→ **Work to be completed**
Copy out every line of the records in which "Some" can be found.
Top of Supplied data
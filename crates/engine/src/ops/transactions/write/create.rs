use sea_orm::TransactionTrait;

use crate::{
    Account, ResultEngine, Statistic, StatisticLookup, Transaction, TransactionDraft,
    delta::Delta, versioned::compare_and_swap,
};

use super::super::super::{
    Engine,
    statistics::insert_statistic,
    transactions::insert_transaction,
    with_tx,
};
use super::{ensure_bucket_of, ensure_same_account};

impl Engine {
    /// Records a new ledger entry and books it on the account and on the
    /// bucket of its payday.
    ///
    /// `statistic` is the lookup of the bucket of `draft.payday`: an
    /// [`StatisticLookup::Absent`] bucket is created. On success `account`
    /// and `statistic` hold the stored state and the new entry is returned.
    pub async fn create_transaction(
        &self,
        draft: TransactionDraft,
        account: &mut Account,
        statistic: &mut StatisticLookup,
    ) -> ResultEngine<Transaction> {
        ensure_same_account(draft.account_id, account)?;
        if let Some(stat) = statistic.existing() {
            ensure_bucket_of(stat, account.id, draft.payday)?;
        }

        let entry = draft.into_transaction()?;
        let delta = Delta::of(entry.kind, entry.amount_minor);

        let mut next_account = account.clone();
        next_account.apply(delta)?;

        let (mut next_bucket, bucket_exists) = match statistic.existing() {
            Some(stat) => (stat.clone(), true),
            None => (Statistic::empty(account.id, entry.payday), false),
        };
        next_bucket.apply(delta)?;

        tracing::debug!(
            account_id = account.id,
            payday = %entry.payday,
            kind = entry.kind.as_str(),
            amount_minor = entry.amount_minor,
            bucket_exists,
            "creating ledger entry"
        );

        let (stored, bucket) = with_tx!(self, |db_tx| {
            let stored = insert_transaction(&db_tx, &entry).await?;
            compare_and_swap(&db_tx, &mut next_account).await?;

            let bucket = if bucket_exists {
                let mut bucket = next_bucket.clone();
                compare_and_swap(&db_tx, &mut bucket).await?;
                bucket
            } else {
                insert_statistic(&db_tx, &next_bucket).await?
            };

            Ok((stored, bucket))
        })?;

        *account = next_account;
        *statistic = StatisticLookup::Existing(bucket);
        Ok(stored)
    }
}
Bottom of Supplied data
→ **Written answer**
        if let Some(stat) = statistic.existing() {
            Some(stat) => (stat.clone(), true),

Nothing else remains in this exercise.